● Task instructions
Please copy every line from the records below that contains the string "DateTime".

-------- Supplied data

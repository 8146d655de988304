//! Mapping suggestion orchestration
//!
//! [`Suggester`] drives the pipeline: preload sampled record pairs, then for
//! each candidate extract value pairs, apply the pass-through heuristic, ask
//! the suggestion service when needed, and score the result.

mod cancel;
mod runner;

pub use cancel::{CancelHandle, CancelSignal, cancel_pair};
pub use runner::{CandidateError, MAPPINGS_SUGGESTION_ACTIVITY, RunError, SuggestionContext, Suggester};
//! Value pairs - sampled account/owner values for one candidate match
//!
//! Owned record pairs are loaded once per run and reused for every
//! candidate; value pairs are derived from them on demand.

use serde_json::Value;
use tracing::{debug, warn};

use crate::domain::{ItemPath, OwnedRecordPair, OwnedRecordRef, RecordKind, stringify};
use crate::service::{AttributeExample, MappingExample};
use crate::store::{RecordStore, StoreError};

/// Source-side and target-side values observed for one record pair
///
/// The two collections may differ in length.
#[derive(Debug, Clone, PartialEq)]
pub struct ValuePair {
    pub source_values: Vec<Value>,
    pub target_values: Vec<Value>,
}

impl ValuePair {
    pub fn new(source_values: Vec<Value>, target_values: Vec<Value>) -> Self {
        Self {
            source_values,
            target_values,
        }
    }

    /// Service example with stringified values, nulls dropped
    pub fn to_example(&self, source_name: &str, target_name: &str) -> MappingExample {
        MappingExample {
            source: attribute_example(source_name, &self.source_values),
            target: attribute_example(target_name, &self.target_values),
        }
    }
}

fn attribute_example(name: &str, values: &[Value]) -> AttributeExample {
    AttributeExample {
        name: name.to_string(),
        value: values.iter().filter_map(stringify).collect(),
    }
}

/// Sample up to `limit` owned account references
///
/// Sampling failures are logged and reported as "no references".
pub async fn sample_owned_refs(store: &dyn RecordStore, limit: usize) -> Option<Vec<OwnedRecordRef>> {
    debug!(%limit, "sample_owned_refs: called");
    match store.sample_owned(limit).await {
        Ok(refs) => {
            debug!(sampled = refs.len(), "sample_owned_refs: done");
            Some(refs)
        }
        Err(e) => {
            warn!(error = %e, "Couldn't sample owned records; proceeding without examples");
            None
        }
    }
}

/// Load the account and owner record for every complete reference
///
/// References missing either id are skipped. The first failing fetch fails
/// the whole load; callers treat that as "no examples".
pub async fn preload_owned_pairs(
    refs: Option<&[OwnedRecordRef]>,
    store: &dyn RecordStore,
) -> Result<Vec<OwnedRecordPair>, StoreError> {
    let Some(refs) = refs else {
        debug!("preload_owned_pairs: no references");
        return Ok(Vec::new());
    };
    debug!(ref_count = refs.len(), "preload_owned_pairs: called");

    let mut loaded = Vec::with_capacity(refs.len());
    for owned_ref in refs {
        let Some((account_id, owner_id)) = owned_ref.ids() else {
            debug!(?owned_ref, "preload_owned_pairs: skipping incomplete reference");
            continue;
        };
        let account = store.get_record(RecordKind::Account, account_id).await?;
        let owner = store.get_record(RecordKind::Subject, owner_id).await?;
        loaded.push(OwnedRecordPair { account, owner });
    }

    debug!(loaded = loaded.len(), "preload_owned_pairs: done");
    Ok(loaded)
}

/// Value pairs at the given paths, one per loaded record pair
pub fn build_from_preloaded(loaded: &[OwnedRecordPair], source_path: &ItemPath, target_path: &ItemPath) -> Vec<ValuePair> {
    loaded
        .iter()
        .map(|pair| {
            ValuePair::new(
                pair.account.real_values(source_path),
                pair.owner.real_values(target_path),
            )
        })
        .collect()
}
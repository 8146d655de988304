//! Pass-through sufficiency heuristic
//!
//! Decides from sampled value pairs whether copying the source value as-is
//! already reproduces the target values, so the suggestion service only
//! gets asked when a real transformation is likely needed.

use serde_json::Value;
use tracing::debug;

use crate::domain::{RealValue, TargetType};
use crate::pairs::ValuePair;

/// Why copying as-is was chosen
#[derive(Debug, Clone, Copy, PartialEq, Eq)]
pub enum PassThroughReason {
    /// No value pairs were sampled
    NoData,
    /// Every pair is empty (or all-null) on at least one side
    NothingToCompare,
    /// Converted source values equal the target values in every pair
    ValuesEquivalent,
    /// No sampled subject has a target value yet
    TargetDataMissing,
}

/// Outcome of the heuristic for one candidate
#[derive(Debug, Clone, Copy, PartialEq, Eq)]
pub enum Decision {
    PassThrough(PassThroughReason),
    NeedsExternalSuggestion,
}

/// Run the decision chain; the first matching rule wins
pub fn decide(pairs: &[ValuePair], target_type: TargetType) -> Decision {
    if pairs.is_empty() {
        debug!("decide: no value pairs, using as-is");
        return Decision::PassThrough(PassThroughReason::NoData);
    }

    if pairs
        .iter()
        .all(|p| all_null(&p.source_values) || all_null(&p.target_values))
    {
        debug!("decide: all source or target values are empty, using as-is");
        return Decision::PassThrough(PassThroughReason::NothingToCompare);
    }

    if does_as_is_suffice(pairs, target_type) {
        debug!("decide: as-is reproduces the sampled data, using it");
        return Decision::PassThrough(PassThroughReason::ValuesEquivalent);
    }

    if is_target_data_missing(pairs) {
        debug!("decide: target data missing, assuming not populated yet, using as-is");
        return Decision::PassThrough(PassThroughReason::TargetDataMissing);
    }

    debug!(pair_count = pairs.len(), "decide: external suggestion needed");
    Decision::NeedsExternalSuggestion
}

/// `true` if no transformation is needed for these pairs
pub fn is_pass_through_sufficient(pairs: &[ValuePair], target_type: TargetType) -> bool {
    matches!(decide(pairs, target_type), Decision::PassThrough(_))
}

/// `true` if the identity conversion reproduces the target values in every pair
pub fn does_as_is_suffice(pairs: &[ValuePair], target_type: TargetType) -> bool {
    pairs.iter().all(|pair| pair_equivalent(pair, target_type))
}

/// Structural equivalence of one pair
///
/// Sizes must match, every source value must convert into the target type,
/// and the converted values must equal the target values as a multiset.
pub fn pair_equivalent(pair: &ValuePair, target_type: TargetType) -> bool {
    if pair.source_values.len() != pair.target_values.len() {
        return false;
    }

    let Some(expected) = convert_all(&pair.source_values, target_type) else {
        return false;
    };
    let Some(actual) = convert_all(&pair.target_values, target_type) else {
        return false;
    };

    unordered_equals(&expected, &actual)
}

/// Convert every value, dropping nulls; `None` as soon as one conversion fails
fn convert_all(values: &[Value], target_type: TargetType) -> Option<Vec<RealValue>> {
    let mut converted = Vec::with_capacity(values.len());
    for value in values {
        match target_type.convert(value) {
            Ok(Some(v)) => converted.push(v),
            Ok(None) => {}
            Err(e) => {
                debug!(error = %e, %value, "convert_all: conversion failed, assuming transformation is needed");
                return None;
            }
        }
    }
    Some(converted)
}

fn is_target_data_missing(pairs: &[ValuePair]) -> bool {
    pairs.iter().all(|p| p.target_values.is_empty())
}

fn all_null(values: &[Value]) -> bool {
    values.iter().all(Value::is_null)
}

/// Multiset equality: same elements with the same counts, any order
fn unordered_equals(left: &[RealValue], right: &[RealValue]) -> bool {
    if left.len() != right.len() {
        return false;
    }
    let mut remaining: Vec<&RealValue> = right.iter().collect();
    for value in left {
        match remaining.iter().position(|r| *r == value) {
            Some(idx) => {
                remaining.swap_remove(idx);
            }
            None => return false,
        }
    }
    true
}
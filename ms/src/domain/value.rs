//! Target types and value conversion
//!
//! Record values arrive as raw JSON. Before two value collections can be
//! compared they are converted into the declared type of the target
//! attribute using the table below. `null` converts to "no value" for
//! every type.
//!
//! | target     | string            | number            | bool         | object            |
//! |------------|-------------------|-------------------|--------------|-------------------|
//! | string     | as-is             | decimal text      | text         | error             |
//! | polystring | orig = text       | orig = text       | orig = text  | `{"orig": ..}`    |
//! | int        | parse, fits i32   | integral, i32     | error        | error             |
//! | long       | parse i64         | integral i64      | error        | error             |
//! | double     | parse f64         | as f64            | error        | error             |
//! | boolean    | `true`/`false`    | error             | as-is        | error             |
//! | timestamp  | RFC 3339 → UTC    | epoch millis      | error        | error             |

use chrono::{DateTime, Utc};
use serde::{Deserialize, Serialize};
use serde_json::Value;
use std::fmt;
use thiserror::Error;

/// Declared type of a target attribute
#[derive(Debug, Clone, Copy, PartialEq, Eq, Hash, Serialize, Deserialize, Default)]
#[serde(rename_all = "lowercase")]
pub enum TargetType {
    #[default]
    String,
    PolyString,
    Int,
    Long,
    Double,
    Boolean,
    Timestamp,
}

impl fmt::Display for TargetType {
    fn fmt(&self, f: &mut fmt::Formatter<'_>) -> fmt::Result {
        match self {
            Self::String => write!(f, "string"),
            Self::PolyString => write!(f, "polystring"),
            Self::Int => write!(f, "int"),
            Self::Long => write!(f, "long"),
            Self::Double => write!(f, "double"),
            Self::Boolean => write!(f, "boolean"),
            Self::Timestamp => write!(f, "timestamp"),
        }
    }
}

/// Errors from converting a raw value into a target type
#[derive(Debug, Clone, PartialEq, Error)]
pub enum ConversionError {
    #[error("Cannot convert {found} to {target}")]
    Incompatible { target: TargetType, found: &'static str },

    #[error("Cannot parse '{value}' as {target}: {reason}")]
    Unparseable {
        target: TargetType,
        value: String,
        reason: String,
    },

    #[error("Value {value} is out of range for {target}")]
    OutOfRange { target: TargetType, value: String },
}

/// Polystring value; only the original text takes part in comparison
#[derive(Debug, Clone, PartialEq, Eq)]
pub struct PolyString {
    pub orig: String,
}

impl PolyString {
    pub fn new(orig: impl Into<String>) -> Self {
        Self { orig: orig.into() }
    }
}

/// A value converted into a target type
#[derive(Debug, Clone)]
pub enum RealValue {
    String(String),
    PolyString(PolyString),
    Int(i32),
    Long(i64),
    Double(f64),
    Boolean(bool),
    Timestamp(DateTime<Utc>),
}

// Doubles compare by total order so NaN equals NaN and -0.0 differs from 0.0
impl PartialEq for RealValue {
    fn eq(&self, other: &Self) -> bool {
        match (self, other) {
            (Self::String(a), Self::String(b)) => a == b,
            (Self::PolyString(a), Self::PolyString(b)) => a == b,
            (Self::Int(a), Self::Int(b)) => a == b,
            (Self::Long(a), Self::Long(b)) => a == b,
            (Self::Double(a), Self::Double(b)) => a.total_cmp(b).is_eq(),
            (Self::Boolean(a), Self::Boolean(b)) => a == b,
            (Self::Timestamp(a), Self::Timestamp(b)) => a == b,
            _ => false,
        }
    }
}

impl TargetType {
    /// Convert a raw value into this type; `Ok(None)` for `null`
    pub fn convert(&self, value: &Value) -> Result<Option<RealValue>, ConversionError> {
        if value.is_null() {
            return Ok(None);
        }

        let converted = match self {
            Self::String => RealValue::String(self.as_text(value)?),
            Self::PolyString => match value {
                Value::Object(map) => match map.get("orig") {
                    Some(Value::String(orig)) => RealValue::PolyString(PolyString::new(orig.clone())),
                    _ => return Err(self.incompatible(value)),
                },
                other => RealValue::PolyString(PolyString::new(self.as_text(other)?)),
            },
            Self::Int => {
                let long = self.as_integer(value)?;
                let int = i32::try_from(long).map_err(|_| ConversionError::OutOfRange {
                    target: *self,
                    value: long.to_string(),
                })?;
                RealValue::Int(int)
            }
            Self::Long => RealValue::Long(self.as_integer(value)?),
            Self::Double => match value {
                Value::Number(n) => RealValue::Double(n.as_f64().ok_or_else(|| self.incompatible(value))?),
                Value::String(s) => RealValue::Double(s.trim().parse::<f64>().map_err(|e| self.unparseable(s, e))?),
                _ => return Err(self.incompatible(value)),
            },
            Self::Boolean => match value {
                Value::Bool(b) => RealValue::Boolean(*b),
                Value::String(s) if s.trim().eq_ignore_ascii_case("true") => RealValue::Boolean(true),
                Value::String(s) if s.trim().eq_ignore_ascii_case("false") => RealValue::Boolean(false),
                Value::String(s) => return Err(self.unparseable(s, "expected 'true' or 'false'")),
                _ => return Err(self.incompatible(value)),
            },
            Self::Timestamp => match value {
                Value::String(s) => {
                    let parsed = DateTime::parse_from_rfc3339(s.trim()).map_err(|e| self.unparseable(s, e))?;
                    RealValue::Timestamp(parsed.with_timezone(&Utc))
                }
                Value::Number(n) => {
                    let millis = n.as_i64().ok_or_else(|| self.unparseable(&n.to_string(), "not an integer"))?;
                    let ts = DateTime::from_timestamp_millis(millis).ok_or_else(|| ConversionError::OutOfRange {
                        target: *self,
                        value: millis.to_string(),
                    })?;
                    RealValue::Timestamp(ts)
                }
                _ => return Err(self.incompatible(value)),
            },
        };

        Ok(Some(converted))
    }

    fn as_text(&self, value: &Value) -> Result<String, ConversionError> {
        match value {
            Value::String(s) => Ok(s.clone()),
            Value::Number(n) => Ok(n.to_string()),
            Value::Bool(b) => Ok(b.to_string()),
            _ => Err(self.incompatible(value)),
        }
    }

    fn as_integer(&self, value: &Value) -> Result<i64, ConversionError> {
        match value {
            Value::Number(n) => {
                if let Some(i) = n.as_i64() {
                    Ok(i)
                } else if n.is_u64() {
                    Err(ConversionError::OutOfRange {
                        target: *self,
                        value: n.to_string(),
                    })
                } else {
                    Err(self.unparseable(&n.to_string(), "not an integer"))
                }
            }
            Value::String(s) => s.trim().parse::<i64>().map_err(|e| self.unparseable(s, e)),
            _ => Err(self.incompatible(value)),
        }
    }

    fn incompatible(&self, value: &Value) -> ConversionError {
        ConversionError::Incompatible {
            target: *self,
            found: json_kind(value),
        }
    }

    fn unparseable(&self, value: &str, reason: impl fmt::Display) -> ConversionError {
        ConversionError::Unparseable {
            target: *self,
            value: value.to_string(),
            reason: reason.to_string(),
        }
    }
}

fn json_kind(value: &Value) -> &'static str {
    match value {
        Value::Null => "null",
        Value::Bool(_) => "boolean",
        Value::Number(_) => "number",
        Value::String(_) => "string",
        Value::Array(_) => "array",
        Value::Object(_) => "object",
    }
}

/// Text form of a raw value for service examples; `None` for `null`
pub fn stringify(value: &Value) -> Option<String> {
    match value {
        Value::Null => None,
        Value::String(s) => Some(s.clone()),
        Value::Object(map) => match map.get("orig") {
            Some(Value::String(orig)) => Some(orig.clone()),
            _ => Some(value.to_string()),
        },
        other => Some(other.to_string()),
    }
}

----------------

● Reply
use chrono::{DateTime, Utc};
    Timestamp(DateTime<Utc>),
                    let parsed = DateTime::parse_from_rfc3339(s.trim()).map_err(|e| self.unparseable(s, e))?;
                    let ts = DateTime::from_timestamp_millis(millis).ok_or_else(|| ConversionError::OutOfRange {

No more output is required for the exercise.